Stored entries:
================================
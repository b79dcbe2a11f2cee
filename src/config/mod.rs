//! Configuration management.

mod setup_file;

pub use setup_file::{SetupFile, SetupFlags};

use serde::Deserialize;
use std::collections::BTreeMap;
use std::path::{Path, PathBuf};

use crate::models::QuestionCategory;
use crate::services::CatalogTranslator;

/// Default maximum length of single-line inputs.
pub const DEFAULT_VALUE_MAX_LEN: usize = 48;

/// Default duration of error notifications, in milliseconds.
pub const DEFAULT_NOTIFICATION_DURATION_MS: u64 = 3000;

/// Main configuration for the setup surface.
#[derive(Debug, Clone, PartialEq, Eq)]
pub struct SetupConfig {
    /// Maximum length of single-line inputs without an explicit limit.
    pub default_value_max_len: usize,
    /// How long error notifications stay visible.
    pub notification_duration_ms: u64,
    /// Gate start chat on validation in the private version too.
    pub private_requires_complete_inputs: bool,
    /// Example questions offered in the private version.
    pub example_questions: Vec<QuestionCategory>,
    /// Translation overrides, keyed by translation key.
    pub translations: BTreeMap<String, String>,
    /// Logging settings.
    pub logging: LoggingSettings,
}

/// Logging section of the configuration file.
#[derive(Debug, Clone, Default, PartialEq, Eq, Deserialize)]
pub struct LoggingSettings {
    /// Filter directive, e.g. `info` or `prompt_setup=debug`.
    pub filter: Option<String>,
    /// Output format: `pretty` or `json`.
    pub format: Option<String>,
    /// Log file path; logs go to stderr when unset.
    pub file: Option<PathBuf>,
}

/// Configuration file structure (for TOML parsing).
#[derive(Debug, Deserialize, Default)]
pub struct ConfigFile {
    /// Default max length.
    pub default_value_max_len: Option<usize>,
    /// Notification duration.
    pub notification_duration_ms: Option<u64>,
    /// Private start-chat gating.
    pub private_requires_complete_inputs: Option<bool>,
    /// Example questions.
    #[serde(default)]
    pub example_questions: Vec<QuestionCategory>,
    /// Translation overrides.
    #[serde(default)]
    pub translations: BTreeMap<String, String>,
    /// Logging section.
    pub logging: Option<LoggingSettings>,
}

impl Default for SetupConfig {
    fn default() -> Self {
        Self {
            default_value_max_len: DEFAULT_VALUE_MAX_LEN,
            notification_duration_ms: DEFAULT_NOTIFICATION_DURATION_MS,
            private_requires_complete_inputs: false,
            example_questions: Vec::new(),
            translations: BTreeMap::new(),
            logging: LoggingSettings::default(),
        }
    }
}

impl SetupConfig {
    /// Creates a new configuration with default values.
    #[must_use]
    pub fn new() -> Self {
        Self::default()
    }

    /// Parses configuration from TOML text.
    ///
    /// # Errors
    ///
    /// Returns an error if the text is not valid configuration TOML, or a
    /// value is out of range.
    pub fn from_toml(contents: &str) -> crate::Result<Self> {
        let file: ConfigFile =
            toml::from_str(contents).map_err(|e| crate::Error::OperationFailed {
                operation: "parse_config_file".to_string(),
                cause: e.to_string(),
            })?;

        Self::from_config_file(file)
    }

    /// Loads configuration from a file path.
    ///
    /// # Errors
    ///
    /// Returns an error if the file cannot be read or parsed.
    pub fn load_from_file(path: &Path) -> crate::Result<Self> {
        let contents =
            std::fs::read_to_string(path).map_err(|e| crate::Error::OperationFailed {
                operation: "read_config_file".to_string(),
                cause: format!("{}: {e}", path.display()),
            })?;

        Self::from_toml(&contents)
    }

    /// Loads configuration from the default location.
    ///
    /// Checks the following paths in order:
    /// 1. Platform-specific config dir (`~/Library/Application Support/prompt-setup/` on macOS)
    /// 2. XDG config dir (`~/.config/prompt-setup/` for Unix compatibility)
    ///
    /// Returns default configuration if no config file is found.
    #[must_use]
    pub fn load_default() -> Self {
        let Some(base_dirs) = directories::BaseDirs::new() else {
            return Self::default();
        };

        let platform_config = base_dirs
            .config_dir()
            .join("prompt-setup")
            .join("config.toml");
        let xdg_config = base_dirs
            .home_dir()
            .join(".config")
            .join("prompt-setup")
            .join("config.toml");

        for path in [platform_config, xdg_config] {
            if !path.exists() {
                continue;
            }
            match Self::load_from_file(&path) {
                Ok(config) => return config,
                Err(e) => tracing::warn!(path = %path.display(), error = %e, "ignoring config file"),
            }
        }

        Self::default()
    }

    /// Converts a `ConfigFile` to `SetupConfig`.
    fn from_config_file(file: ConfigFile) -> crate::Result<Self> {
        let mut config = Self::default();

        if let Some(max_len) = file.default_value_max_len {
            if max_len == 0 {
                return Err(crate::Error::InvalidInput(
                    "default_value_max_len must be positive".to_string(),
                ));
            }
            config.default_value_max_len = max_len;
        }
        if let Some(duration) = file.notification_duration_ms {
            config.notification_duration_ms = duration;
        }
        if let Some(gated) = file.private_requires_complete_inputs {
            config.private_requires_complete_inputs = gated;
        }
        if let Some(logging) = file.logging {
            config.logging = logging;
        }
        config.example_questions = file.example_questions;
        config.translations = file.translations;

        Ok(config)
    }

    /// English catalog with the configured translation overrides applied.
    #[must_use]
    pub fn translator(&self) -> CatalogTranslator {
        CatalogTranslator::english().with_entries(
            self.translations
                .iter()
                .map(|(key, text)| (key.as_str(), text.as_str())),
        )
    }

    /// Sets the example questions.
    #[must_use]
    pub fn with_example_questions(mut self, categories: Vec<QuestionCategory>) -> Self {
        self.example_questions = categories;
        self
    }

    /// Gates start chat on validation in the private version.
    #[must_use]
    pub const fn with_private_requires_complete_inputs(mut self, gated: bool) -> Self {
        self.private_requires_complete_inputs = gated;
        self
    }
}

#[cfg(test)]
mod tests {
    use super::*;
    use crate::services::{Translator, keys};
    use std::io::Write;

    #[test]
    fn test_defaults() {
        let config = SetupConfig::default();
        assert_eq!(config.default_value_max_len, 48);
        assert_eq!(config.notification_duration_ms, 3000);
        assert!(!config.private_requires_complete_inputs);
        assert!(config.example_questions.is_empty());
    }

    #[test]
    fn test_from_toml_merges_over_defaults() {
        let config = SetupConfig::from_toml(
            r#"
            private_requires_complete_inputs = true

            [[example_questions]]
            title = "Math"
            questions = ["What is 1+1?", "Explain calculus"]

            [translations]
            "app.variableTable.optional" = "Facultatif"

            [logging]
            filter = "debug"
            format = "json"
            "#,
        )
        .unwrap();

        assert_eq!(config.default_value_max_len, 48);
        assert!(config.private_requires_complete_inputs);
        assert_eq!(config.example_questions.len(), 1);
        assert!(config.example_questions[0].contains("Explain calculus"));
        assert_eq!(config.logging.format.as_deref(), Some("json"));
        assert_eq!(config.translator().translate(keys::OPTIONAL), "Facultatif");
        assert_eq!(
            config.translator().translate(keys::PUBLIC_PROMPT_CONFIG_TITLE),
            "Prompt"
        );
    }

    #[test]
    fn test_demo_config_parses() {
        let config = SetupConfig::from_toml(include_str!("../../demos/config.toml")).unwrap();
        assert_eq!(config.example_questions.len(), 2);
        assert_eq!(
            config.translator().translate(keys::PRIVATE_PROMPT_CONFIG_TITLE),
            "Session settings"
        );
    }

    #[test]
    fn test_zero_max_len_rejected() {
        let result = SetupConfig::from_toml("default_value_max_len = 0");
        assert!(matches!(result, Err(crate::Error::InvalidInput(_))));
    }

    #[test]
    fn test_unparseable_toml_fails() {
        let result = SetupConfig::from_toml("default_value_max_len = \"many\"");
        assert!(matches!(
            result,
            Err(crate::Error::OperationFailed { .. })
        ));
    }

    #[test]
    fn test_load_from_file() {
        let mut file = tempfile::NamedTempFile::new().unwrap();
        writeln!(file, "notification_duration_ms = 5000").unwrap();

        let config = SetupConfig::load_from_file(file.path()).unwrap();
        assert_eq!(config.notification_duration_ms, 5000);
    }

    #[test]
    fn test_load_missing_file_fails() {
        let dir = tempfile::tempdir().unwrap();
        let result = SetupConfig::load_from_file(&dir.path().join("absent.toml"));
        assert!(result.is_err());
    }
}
================================
> [Exercise description]: Up to and including the line with "pub const DEFAULT_NOTIFICATION_DURATION_MS: u64", output each line of the entries above exactly, starting from the first.

> [Exercise response]:
repository b79dcbe2a11f2cee
filename src/config/mod.rs
//! Configuration management.

mod setup_file;

pub use setup_file::{SetupFile, SetupFlags};

use serde::Deserialize;
use std::collections::BTreeMap;
use std::path::{Path, PathBuf};

use crate::models::QuestionCategory;
use crate::services::CatalogTranslator;

/// Default maximum length of single-line inputs.
pub const DEFAULT_VALUE_MAX_LEN: usize = 48;

/// Default duration of error notifications, in milliseconds.
pub const DEFAULT_NOTIFICATION_DURATION_MS: u64 = 3000;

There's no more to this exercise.